Task requirements
Only the count is needed. Count the lines below with the word "crate" in them.

Stored data:
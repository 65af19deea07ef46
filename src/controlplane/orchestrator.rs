//! Storage Orchestrator
//!
//! Intent-level storage operations over zfs, btrfs and mdadm. Each operation
//! validates its inputs, takes the advisory lock for the resource it mutates,
//! runs the structured command(s) and parses the output into records.
//!
//! Existence checks read a fresh listing and then act; the backend remains
//! authoritative, so a concurrent writer outside this process can still win
//! the race and surface as the backend's own duplicate/not-found error.

use crate::controlplane::backends::{
    btrfs, mdadm, validate, zfs, BackendBinaries, CommandBuilder, PoolRequest, SkippedOption,
};
use crate::controlplane::locks::{dataset_key, pool_key, subvolume_key, ResourceGuard, ResourceLocks};
use crate::domain::ports::{CommandRunnerRef, CommandSpec, PipelineOutput};
use crate::domain::{Backend, Dataset, PoolActivity, Snapshot, StoragePool, SubvolumeSnapshot};
use crate::error::{Error, Result};
use crate::hardware::tuning::{
    policy, scope_of, ArchitectureReport, ParameterScope, TuningParameterSet, COMPRESSION,
    ENCRYPTION,
};
use crate::hardware::ArchitectureProfile;
use chrono::{DateTime, Utc};
use serde::{Deserialize, Serialize};
use std::path::PathBuf;
use std::sync::Arc;
use tokio::task::JoinHandle;
use tracing::{debug, info, warn};

// =============================================================================
// Orchestrator Configuration
// =============================================================================

/// Configuration for the orchestrator
#[derive(Debug, Clone)]
pub struct OrchestratorConfig {
    /// Backends consulted for listings and lookups
    pub enabled_backends: Vec<Backend>,
    /// Backend binary locations
    pub binaries: BackendBinaries,
    /// Where labelled btrfs filesystems are mounted
    pub btrfs_mount_root: PathBuf,
}

impl Default for OrchestratorConfig {
    fn default() -> Self {
        Self {
            enabled_backends: Backend::ALL.to_vec(),
            binaries: BackendBinaries::default(),
            btrfs_mount_root: PathBuf::from("/mnt"),
        }
    }
}

// =============================================================================
// Operation Results
// =============================================================================

/// Outcome of a pool creation
#[derive(Debug, Clone, Serialize, Deserialize)]
#[serde(rename_all = "camelCase")]
pub struct PoolCreation {
    pub name: String,
    pub backend: Backend,
    /// The executed command, for operators
    pub command: String,
    /// Options placed on the command line
    pub applied_options: TuningParameterSet,
    /// Kernel module parameters recommended for this host
    pub module_parameters: TuningParameterSet,
    pub skipped_options: Vec<SkippedOption>,
    /// Fresh listing record; absent if the backend does not list it yet
    pub pool: Option<StoragePool>,
}

/// Rollback behaviour
#[derive(Debug, Clone, Copy, Default, PartialEq, Eq, Serialize, Deserialize)]
#[serde(rename_all = "camelCase")]
pub struct RollbackOptions {
    /// Roll back past newer snapshots, destroying them
    #[serde(default)]
    pub recursive: bool,
    /// Caller acknowledges the destruction of newer snapshots
    #[serde(default)]
    pub confirm_destroy_newer: bool,
}

/// Outcome of a rollback
#[derive(Debug, Clone, Serialize, Deserialize)]
#[serde(rename_all = "camelCase")]
pub struct RollbackOutcome {
    pub snapshot: String,
    /// Snapshots destroyed by a recursive rollback
    pub destroyed: Vec<String>,
}

/// Replication intent: `send source [-i base] | receive target`
#[derive(Debug, Clone, PartialEq, Eq, Serialize, Deserialize)]
#[serde(rename_all = "camelCase")]
pub struct ReplicationRequest {
    /// Snapshot to send (`dataset@label`)
    pub source: String,
    /// Dataset to receive into
    pub target: String,
    /// Older snapshot of the same dataset for an incremental stream
    #[serde(default)]
    pub incremental_base: Option<String>,
}

/// Finished replication
#[derive(Debug, Clone, Serialize, Deserialize)]
#[serde(rename_all = "camelCase")]
pub struct ReplicationReport {
    pub source: String,
    pub target: String,
    pub incremental_base: Option<String>,
    pub completed_at: DateTime<Utc>,
}

/// A replication running in the background.
///
/// Dropping the job detaches it; the pipeline keeps running.
#[derive(Debug)]
pub struct ReplicationJob {
    pub source: String,
    pub target: String,
    handle: JoinHandle<Result<ReplicationReport>>,
}

impl ReplicationJob {
    /// Wait for the pipeline to finish
    pub async fn wait(self) -> Result<ReplicationReport> {
        self.handle
            .await
            .map_err(|e| Error::Internal(format!("replication task failed: {}", e)))?
    }

    pub fn is_finished(&self) -> bool {
        self.handle.is_finished()
    }
}

/// Map pipeline stage outcomes onto distinguishable errors.
///
/// A producer killed by SIGPIPE only failed because the consumer stopped
/// reading, so the consumer's rejection is reported.
pub fn classify_pipeline(source: &str, target: &str, output: PipelineOutput) -> Result<()> {
    let PipelineOutput { producer, consumer } = output;
    let broken_pipe = producer.exit_code == 141 || producer.stderr.to_lowercase().contains("broken pipe");

    match (producer.success(), consumer.success()) {
        (true, true) => Ok(()),
        (false, false) if broken_pipe => Err(Error::ReceiveRejected {
            target: target.to_string(),
            exit_code: consumer.exit_code,
            stderr: consumer.stderr,
        }),
        (false, _) => Err(Error::SendStream {
            source_snapshot: source.to_string(),
            exit_code: producer.exit_code,
            stderr: producer.stderr,
            broken_pipe,
        }),
        (true, false) => Err(Error::ReceiveRejected {
            target: target.to_string(),
            exit_code: consumer.exit_code,
            stderr: consumer.stderr,
        }),
    }
}

// =============================================================================
// Orchestrator
// =============================================================================

/// Translates storage intents into backend commands
pub struct StorageOrchestrator {
    config: OrchestratorConfig,
    commands: CommandBuilder,
    runner: CommandRunnerRef,
    profile: ArchitectureProfile,
    locks: ResourceLocks,
}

The answer
7